(Stored data)
···

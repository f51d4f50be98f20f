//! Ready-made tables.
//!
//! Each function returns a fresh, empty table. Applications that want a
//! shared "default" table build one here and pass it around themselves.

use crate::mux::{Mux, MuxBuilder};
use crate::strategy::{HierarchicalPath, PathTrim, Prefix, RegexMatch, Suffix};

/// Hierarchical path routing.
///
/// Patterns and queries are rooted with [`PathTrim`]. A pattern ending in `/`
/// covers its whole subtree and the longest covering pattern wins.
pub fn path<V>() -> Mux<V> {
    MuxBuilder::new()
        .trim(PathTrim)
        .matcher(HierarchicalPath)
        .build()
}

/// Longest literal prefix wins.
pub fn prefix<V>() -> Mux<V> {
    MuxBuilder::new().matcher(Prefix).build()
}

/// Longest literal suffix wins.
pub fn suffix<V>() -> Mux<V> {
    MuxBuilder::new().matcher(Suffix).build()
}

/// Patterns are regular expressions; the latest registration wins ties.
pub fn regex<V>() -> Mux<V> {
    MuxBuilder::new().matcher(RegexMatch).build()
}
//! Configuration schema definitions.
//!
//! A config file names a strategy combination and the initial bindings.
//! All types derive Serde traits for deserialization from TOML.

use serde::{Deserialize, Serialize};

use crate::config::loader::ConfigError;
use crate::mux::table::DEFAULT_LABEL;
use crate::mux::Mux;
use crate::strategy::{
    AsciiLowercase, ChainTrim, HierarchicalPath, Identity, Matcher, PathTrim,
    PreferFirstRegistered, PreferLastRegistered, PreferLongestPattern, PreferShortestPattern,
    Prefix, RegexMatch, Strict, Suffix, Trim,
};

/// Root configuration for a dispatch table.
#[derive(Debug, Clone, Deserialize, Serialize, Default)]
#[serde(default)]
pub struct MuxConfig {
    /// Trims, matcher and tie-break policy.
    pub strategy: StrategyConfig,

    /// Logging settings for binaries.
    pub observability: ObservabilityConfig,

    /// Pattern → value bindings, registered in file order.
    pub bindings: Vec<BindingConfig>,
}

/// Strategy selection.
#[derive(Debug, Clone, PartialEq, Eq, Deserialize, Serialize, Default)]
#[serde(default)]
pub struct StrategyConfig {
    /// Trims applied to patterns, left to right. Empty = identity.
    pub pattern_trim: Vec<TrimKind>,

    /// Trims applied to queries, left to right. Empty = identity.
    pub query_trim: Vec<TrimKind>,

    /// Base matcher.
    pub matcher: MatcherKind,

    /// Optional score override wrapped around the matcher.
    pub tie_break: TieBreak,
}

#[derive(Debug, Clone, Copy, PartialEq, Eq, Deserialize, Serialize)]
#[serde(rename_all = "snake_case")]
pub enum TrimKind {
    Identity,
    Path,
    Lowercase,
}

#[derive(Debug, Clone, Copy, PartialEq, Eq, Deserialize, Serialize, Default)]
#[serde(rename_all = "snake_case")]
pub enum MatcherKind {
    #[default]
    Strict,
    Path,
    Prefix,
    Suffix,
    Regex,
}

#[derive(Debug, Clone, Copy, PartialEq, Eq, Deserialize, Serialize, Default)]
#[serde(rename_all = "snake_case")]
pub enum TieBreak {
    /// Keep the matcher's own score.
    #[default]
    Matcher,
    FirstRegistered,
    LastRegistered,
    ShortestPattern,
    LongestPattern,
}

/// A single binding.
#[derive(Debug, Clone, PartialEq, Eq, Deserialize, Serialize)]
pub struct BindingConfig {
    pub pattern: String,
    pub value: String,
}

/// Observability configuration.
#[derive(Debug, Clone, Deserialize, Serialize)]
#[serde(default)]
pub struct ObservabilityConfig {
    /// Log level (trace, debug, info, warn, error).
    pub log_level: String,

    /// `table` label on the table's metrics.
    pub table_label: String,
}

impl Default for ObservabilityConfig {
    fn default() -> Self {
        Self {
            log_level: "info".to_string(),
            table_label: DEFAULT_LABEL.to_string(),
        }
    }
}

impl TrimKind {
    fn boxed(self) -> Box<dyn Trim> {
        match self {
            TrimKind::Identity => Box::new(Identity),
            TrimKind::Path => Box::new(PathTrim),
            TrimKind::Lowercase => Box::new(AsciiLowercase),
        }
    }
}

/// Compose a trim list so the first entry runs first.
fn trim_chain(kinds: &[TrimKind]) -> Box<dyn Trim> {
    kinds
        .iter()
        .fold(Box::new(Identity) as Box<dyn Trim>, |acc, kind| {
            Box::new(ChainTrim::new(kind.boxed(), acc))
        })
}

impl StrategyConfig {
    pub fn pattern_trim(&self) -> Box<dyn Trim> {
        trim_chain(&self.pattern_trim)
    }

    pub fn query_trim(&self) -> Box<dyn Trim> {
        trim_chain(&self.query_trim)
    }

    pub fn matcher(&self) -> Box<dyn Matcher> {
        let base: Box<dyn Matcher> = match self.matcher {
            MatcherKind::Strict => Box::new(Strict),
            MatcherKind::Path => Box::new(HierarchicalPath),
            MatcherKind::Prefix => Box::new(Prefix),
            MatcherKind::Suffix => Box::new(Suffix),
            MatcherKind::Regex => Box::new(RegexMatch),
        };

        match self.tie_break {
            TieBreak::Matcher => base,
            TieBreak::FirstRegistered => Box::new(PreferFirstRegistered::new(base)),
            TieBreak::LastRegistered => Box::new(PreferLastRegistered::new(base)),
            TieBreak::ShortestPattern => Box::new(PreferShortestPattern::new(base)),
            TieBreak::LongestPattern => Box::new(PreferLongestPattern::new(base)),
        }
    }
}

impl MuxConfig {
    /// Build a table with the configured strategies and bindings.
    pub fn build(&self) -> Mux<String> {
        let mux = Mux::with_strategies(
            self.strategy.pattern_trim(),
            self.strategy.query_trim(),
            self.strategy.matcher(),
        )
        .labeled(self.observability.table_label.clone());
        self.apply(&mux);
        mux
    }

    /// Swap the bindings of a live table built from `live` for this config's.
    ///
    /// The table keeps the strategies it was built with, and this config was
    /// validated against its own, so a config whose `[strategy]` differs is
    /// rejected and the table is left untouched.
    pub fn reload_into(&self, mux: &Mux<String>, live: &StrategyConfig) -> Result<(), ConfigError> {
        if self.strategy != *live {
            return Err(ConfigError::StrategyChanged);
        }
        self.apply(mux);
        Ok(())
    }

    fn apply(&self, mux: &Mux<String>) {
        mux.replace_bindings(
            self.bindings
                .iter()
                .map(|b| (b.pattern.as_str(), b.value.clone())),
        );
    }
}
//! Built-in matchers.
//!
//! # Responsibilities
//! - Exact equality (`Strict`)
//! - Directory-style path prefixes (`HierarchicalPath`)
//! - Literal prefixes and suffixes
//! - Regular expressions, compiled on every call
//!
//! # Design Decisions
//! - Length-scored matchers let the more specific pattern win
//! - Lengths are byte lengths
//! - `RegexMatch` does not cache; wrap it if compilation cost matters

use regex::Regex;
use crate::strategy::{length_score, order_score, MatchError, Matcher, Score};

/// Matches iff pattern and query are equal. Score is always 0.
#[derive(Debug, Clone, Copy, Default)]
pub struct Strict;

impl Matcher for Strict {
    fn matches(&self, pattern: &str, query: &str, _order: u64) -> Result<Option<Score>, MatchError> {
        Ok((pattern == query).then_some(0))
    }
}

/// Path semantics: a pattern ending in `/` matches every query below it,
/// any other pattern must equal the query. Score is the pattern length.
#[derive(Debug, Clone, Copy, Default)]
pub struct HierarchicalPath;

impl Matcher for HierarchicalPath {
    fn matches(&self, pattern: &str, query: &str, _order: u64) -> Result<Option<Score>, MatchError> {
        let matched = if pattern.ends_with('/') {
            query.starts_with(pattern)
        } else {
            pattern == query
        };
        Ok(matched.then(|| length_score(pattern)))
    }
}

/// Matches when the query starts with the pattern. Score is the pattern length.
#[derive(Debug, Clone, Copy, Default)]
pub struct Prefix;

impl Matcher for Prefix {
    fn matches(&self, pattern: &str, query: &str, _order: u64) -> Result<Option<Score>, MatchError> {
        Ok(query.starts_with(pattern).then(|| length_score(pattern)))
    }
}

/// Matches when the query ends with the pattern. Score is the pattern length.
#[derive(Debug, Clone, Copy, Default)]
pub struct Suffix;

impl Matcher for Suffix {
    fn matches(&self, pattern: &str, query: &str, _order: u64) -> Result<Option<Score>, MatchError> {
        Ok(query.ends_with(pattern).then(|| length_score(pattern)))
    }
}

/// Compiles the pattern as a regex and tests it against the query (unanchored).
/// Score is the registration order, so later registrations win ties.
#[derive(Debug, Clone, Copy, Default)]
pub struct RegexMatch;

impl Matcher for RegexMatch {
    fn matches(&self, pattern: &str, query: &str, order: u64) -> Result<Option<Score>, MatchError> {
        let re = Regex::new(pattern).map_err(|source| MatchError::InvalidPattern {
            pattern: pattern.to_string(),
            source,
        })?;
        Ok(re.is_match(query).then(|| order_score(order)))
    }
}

···

Would you copy every line of the entries in which "apply" appears?

● **RESPONSE TO THIS TASK**:
        self.apply(&mux);
        self.apply(mux);
    fn apply(&self, mux: &Mux<String>) {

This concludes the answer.